Qualytics, developer of AI-powered tools to ensure data quality for AI models, closed a $10 million Series A funding round. The round was led by BMW i Ventures, with participation from Conductive Ventures, Firebrand Ventures, Tech Square Ventures, Knoll Ventures, SaaS Venture Capital, Inner Loop Capital, and Rich Family Ventures.
"With this new investment and our strong revenue growth, we’re more confident than ever that Qualytics is delivering what modern data practitioners need to manage data quality at scale," commented Gorkem Sevinc, Co-founder and Chief Executive at Qualytics.
Qualytics' platform proactively manages data quality through intelligent rule generation, automated anomaly detection, and no-code workflows. The platform addresses the increasing need for reliable data in AI-driven operations, a challenge exacerbated by the volume of data used in modern AI systems. The company's technology automates data quality rules, improving data resilience at scale. This contrasts with legacy systems that rely heavily on manual rule creation.
A number of companies offer data quality solutions, including Talend, which provides a comprehensive data integration and quality platform, and Informatica, known for its broad range of data management tools.

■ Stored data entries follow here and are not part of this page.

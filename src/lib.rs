//! Conversational front end for constraint based metabolic models.
//!
//! Models are loaded from SBML or COBRA JSON into a [`registry::ModelManager`], analysed
//! with flux balance, flux variability and knockout analyses, and exposed to an LLM
//! agent through a fixed set of tools. The agent is reachable from a terminal REPL and
//! from a small REST API.

pub mod agent;
pub mod analysis;
pub mod cli;
pub mod config;
pub mod error;
pub mod io;
pub mod llm;
pub mod metabolic;
pub mod optimize;
pub mod registry;
pub mod server;
pub mod tools;
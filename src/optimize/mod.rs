//! Flux balance linear programs and their solutions
use std::fmt::{Display, Formatter};
use std::str::FromStr;

use indexmap::IndexMap;
use serde::{Deserialize, Serialize};
use thiserror::Error;

pub mod problem;

pub use problem::FluxProblem;

/// Sense of an objective
#[derive(Debug, Clone, Copy, PartialEq, Eq, Serialize, Deserialize, Default)]
pub enum ObjectiveSense {
    /// Minimize the objective
    Minimize,
    /// Maximize the objective
    #[default]
    Maximize,
}

impl ObjectiveSense {
    pub fn short_name(&self) -> &str {
        match self {
            ObjectiveSense::Maximize => "max",
            ObjectiveSense::Minimize => "min",
        }
    }
}

impl Display for ObjectiveSense {
    fn fmt(&self, f: &mut Formatter<'_>) -> std::fmt::Result {
        write!(f, "{}", self.short_name())
    }
}

impl FromStr for ObjectiveSense {
    type Err = ProblemError;

    fn from_str(s: &str) -> Result<Self, Self::Err> {
        match s.trim().to_lowercase().as_str() {
            "max" | "maximize" | "maximise" => Ok(ObjectiveSense::Maximize),
            "min" | "minimize" | "minimise" => Ok(ObjectiveSense::Minimize),
            other => Err(ProblemError::InvalidSense(other.to_string())),
        }
    }
}

/// Status of an optimization problem
#[derive(Debug, Clone, Copy, PartialEq, Eq, Serialize, Deserialize)]
pub enum OptimizationStatus {
    /// Problem has not been optimized yet
    Unoptimized,
    /// Problem was solved to optimality
    Optimal,
    /// Problem was solved to reduced accuracy
    AlmostOptimal,
    /// Problem has no feasible solution
    Infeasible,
    /// Objective can be improved without limit
    Unbounded,
    /// Solver ran into numerical trouble
    NumericalError,
    /// Solver stopped early (iteration or time limit, insufficient progress)
    SolverHalted,
}

impl OptimizationStatus {
    /// Whether the solver produced a usable solution
    pub fn has_solution(&self) -> bool {
        matches!(
            self,
            OptimizationStatus::Optimal | OptimizationStatus::AlmostOptimal
        )
    }
}

impl Display for OptimizationStatus {
    fn fmt(&self, f: &mut Formatter<'_>) -> std::fmt::Result {
        let name = match self {
            OptimizationStatus::Unoptimized => "unoptimized",
            OptimizationStatus::Optimal => "optimal",
            OptimizationStatus::AlmostOptimal => "almost_optimal",
            OptimizationStatus::Infeasible => "infeasible",
            OptimizationStatus::Unbounded => "unbounded",
            OptimizationStatus::NumericalError => "numerical_error",
            OptimizationStatus::SolverHalted => "solver_halted",
        };
        write!(f, "{}", name)
    }
}

/// Result of solving a [`FluxProblem`]
#[derive(Debug, Clone, PartialEq)]
pub struct ProblemSolution {
    /// Status reported by the solver
    pub status: OptimizationStatus,
    /// Optimized value of the objective, `Some` only when the status has a solution
    pub objective_value: Option<f64>,
    /// Flux of every reaction at the optimum, keyed by reaction id
    pub fluxes: Option<IndexMap<String, f64>>,
}

impl ProblemSolution {
    /// A solution without values, used for failed solves
    pub fn without_values(status: OptimizationStatus) -> Self {
        ProblemSolution {
            status,
            objective_value: None,
            fluxes: None,
        }
    }
}

/// Errors raised while building an optimization problem
#[derive(Debug, Clone, Error, PartialEq)]
pub enum ProblemError {
    #[error("Variable '{0}' is not part of the problem")]
    UnknownVariable(String),
    #[error("Invalid bounds for '{name}': [{lower}, {upper}]")]
    InvalidBounds { name: String, lower: f64, upper: f64 },
    #[error("Invalid objective direction '{0}', use 'max' or 'min'")]
    InvalidSense(String),
    #[error("Objective has no terms")]
    EmptyObjective,
}
//! Types describing a constraint based metabolic model: genes, metabolites, reactions
//! and the model that ties them together.

pub mod gene;
pub mod gpr_parse;
pub mod metabolite;
pub mod model;
pub mod reaction;

/// Lower flux bound given to reactions when none is specified
pub const DEFAULT_LOWER_BOUND: f64 = -1000.;
/// Upper flux bound given to reactions when none is specified
pub const DEFAULT_UPPER_BOUND: f64 = 1000.;
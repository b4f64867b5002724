//! Chemical species taking part in reactions

use derive_builder::Builder;

/// A species in one compartment of the model
#[derive(Builder, Debug, Clone, PartialEq)]
pub struct Metabolite {
    /// Unique identifier, e.g. `pyr_c`
    pub id: String,
    #[builder(default = "None")]
    pub name: Option<String>,
    /// Short compartment id, resolved through [`Model::compartments`](crate::metabolic::model::Model)
    #[builder(default = "None")]
    pub compartment: Option<String>,
    #[builder(default = "0")]
    pub charge: i32,
    #[builder(default = "None")]
    pub formula: Option<String>,
    /// Raw notes as found in the source file
    #[builder(default = "None")]
    pub notes: Option<String>,
    /// Raw annotation as found in the source file
    #[builder(default = "None")]
    pub annotation: Option<String>,
}

impl Metabolite {
    /// Placeholder for a species referenced by a reaction but never declared
    pub fn new_id_only(id: &str) -> Metabolite {
        Metabolite {
            id: id.to_string(),
            name: None,
            compartment: None,
            charge: 0,
            formula: None,
            notes: None,
            annotation: None,
        }
    }

    /// Name of the metabolite, falling back to the id when the metabolite is unnamed
    pub fn display_name(&self) -> &str {
        match self.name.as_deref() {
            Some(name) if !name.is_empty() => name,
            _ => &self.id,
        }
    }
}
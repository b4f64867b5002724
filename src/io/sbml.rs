//! SBML reading on top of `rust_sbml`
//!
//! `rust_sbml` supplies the document structure (species, reactions, stoichiometry and
//! fbc flux bound parameters). The fbc gene product associations, gene products, species
//! compartments and flux objectives are read from the raw document afterwards.
use std::collections::HashMap;
use std::fs;
use std::path::Path;

use indexmap::IndexMap;
use regex::Regex;
use thiserror::Error;

use crate::metabolic::gene::{Gene, GeneActivity};
use crate::metabolic::gpr_parse::{parse_gpr, GprParseError};
use crate::metabolic::metabolite::Metabolite;
use crate::metabolic::model::Model;
use crate::metabolic::reaction::{ReactionBuilder, ReactionBuilderError};
use crate::metabolic::{DEFAULT_LOWER_BOUND, DEFAULT_UPPER_BOUND};
use crate::optimize::ObjectiveSense;

const REACTION_PREFIX: &str = "R_";
const SPECIES_PREFIX: &str = "M_";
const GENE_PREFIX: &str = "G_";

#[derive(Error, Debug)]
pub enum SbmlError {
    #[error("Unable to read file due to {0}")]
    UnableToRead(String),
    #[error("Unable to parse SBML document: {0}")]
    UnableToParse(String),
    #[error("Reaction points to {0} but it does not exist in the model parameters")]
    InconsistentModel(String),
    #[error("The parameter {0} exists but it holds no value")]
    EmptyParameter(String),
    #[error("Unable to parse a GPR rule: {0}")]
    GprParserError(#[from] GprParseError),
    #[error("Unable to build reaction: {0}")]
    UnableToBuildReaction(#[from] ReactionBuilderError),
    #[error("Invalid pattern: {0}")]
    Pattern(#[from] regex::Error),
}

impl Model {
    /// Read an SBML model from a file
    pub fn read_sbml<P: AsRef<Path>>(path: P) -> Result<Model, SbmlError> {
        let document =
            fs::read_to_string(path).map_err(|err| SbmlError::UnableToRead(err.to_string()))?;
        Model::from_sbml_str(&document)
    }

    /// Parse an SBML model from a string
    pub fn from_sbml_str(document: &str) -> Result<Model, SbmlError> {
        let sbml = rust_sbml::Model::parse(document)
            .map_err(|err| SbmlError::UnableToParse(err.to_string()))?;
        let extras = RawDocument::scan(document)?;

        let mut model = Model::new_empty();
        model.id = sbml.id.clone();
        model.name = sbml.name.clone();
        model.compartments = extras.compartments.clone();

        // gene products first so GPR parsing keeps their names
        for product in extras.gene_products.values() {
            model.add_gene(Gene {
                id: product.gene_id.clone(),
                name: product.name.clone(),
                activity: GeneActivity::Active,
                notes: None,
                annotation: None,
            });
        }

        let mut species_ids: Vec<&String> = sbml.species.keys().collect();
        species_ids.sort_by_key(|id| extras.position(&extras.species_order, id));
        for raw_id in species_ids {
            let species = &sbml.species[raw_id];
            let info = extras.species.get(raw_id.as_str());
            model.add_metabolite(Metabolite {
                id: strip_prefix(raw_id, SPECIES_PREFIX),
                name: species.name.clone(),
                compartment: info.and_then(|i| i.compartment.clone()),
                charge: info.and_then(|i| i.charge).unwrap_or_default(),
                formula: info.and_then(|i| i.formula.clone()),
                notes: None,
                annotation: None,
            });
        }

        let default_lb = parameter_or(&sbml.parameters, "cobra_default_lb", DEFAULT_LOWER_BOUND)?;
        let default_ub = parameter_or(&sbml.parameters, "cobra_default_ub", DEFAULT_UPPER_BOUND)?;

        let mut reaction_ids: Vec<&String> = sbml.reactions.keys().collect();
        reaction_ids.sort_by_key(|id| extras.position(&extras.reaction_order, id));
        for raw_id in reaction_ids {
            let reaction = &sbml.reactions[raw_id];
            let mut metabolites: IndexMap<String, f64> = IndexMap::new();
            for sref in &reaction.list_of_reactants.species_references {
                *metabolites
                    .entry(strip_prefix(&sref.species, SPECIES_PREFIX))
                    .or_insert(0.) -= sref.stoichiometry.unwrap_or(1.);
            }
            for sref in &reaction.list_of_products.species_references {
                *metabolites
                    .entry(strip_prefix(&sref.species, SPECIES_PREFIX))
                    .or_insert(0.) += sref.stoichiometry.unwrap_or(1.);
            }
            let lower_bound = match reaction.lower_bound.as_ref() {
                Some(param) => parameter_value(&sbml.parameters, param)?,
                None => default_lb,
            };
            let upper_bound = match reaction.upper_bound.as_ref() {
                Some(param) => parameter_value(&sbml.parameters, param)?,
                None => default_ub,
            };
            let gpr = match extras.gene_rules.get(raw_id.as_str()) {
                Some(rule) => parse_gpr(rule, &mut model.genes)?,
                None => None,
            };
            let new_reaction = ReactionBuilder::default()
                .id(strip_prefix(raw_id, REACTION_PREFIX))
                .name(reaction.name.clone())
                .metabolites(metabolites)
                .gpr(gpr)
                .lower_bound(lower_bound)
                .upper_bound(upper_bound)
                .build()?;
            model.add_reaction(new_reaction);
        }

        let mut objective = IndexMap::new();
        if extras.flux_objectives.is_empty() {
            for raw_id in sbml.objectives.iter().flatten() {
                objective.insert(strip_prefix(raw_id, REACTION_PREFIX), 1.);
            }
        } else {
            for (raw_id, coef) in &extras.flux_objectives {
                objective.insert(strip_prefix(raw_id, REACTION_PREFIX), *coef);
            }
        }
        objective.retain(|id, coef| *coef != 0. && model.reactions.contains_key(id));
        model.objective = objective;
        model.objective_sense = extras.objective_sense;
        Ok(model)
    }
}

fn strip_prefix(id: &str, prefix: &str) -> String {
    id.strip_prefix(prefix).unwrap_or(id).to_string()
}

fn parameter_value(
    parameters: &HashMap<String, rust_sbml::Parameter>,
    id: &str,
) -> Result<f64, SbmlError> {
    parameters
        .get(id)
        .ok_or_else(|| SbmlError::InconsistentModel(id.to_string()))?
        .value
        .ok_or_else(|| SbmlError::EmptyParameter(id.to_string()))
}

fn parameter_or(
    parameters: &HashMap<String, rust_sbml::Parameter>,
    id: &str,
    default: f64,
) -> Result<f64, SbmlError> {
    match parameters.get(id) {
        Some(_) => parameter_value(parameters, id),
        None => Ok(default),
    }
}

// region Raw document scan

#[derive(Debug, Clone)]
struct GeneProduct {
    gene_id: String,
    name: Option<String>,
}

#[derive(Debug, Clone, Default)]
struct SpeciesInfo {
    compartment: Option<String>,
    formula: Option<String>,
    charge: Option<i32>,
}

/// Information `rust_sbml` does not expose, collected in document order
#[derive(Debug)]
struct RawDocument {
    compartments: IndexMap<String, String>,
    species: HashMap<String, SpeciesInfo>,
    species_order: Vec<String>,
    reaction_order: Vec<String>,
    gene_products: IndexMap<String, GeneProduct>,
    /// GPR strings keyed by the raw reaction id
    gene_rules: HashMap<String, String>,
    flux_objectives: Vec<(String, f64)>,
    objective_sense: ObjectiveSense,
}

impl RawDocument {
    fn scan(document: &str) -> Result<Self, SbmlError> {
        let compartment_re = Regex::new(r"<compartment\b([^>]*?)/?>")?;
        let species_re = Regex::new(r"<species\b([^>]*?)/?>")?;
        let gene_product_re = Regex::new(r"<fbc:geneProduct\b([^>]*?)/?>")?;
        let reaction_re = Regex::new(r"(?s)<reaction\b([^>]*?)(?:/>|>(.*?)</reaction>)")?;
        let association_re = Regex::new(
            r"(?s)<fbc:geneProductAssociation\b[^>]*>(.*?)</fbc:geneProductAssociation>",
        )?;
        let notes_rule_re = Regex::new(r"GENE_ASSOCIATION:\s*([^<]*)")?;
        let objective_re = Regex::new(r"(?s)<fbc:objective\b([^>]*)>(.*?)</fbc:objective>")?;
        let active_objective_re = Regex::new(r#"fbc:activeObjective="([^"]+)""#)?;
        let flux_objective_re = Regex::new(r"<fbc:fluxObjective\b([^>]*?)/?>")?;
        let gene_token_re = Regex::new(
            r"<(/?)fbc:(and|or)\b[^>]*>|<fbc:geneProductRef\b([^>]*?)/?>",
        )?;

        let mut compartments = IndexMap::new();
        for cap in compartment_re.captures_iter(document) {
            if let Some(id) = attribute(&cap[1], "id") {
                let name = attribute(&cap[1], "name").unwrap_or_else(|| id.clone());
                compartments.insert(id, name);
            }
        }

        let mut species = HashMap::new();
        let mut species_order = Vec::new();
        for cap in species_re.captures_iter(document) {
            if let Some(id) = attribute(&cap[1], "id") {
                species_order.push(id.clone());
                species.insert(
                    id,
                    SpeciesInfo {
                        compartment: attribute(&cap[1], "compartment"),
                        formula: attribute(&cap[1], "fbc:chemicalFormula"),
                        charge: attribute(&cap[1], "fbc:charge").and_then(|c| c.parse().ok()),
                    },
                );
            }
        }

        let mut gene_products = IndexMap::new();
        for cap in gene_product_re.captures_iter(document) {
            if let Some(raw_id) = attribute(&cap[1], "fbc:id") {
                let gene_id = attribute(&cap[1], "fbc:label")
                    .unwrap_or_else(|| strip_prefix(&raw_id, GENE_PREFIX));
                let name = attribute(&cap[1], "fbc:name");
                gene_products.insert(raw_id, GeneProduct { gene_id, name });
            }
        }

        let mut reaction_order = Vec::new();
        let mut gene_rules = HashMap::new();
        for cap in reaction_re.captures_iter(document) {
            let Some(id) = attribute(&cap[1], "id") else {
                continue;
            };
            reaction_order.push(id.clone());
            let Some(body) = cap.get(2).map(|m| m.as_str()) else {
                continue;
            };
            let rule = if let Some(assoc) = association_re.captures(body) {
                association_to_rule(&assoc[1], &gene_token_re, &gene_products)
            } else {
                notes_rule_re
                    .captures(body)
                    .map(|c| unescape(c[1].trim()))
            };
            if let Some(rule) = rule.filter(|r| !r.trim().is_empty()) {
                gene_rules.insert(id, rule);
            }
        }

        let active = active_objective_re
            .captures(document)
            .map(|c| c[1].to_string());
        let mut flux_objectives = Vec::new();
        let mut objective_sense = ObjectiveSense::Maximize;
        for cap in objective_re.captures_iter(document) {
            let id = attribute(&cap[1], "fbc:id");
            if active.is_some() && id != active {
                continue;
            }
            if let Some(sense) = attribute(&cap[1], "fbc:type") {
                objective_sense = sense.parse().unwrap_or(ObjectiveSense::Maximize);
            }
            for flux in flux_objective_re.captures_iter(&cap[2]) {
                if let Some(reaction) = attribute(&flux[1], "fbc:reaction") {
                    let coef = attribute(&flux[1], "fbc:coefficient")
                        .and_then(|c| c.parse().ok())
                        .unwrap_or(1.);
                    flux_objectives.push((reaction, coef));
                }
            }
            break;
        }

        Ok(RawDocument {
            compartments,
            species,
            species_order,
            reaction_order,
            gene_products,
            gene_rules,
            flux_objectives,
            objective_sense,
        })
    }

    fn position(&self, order: &[String], id: &str) -> (usize, String) {
        let index = order
            .iter()
            .position(|o| o == id)
            .unwrap_or(order.len());
        (index, id.to_string())
    }
}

Gartner projects that 70% of organizations will automate data quality by 2027, highlighting the growing market need. Qualytics has already secured a major financial services client among its customer base and integrated its platform with various big data platforms and data catalog tools, including Databricks, Snowflake, SQL Server, Oracle databases, Atlan, and Alation.
The funding will support scaling the product and go-to-market teams to expand platform capabilities, onboard new customers, and boost sales.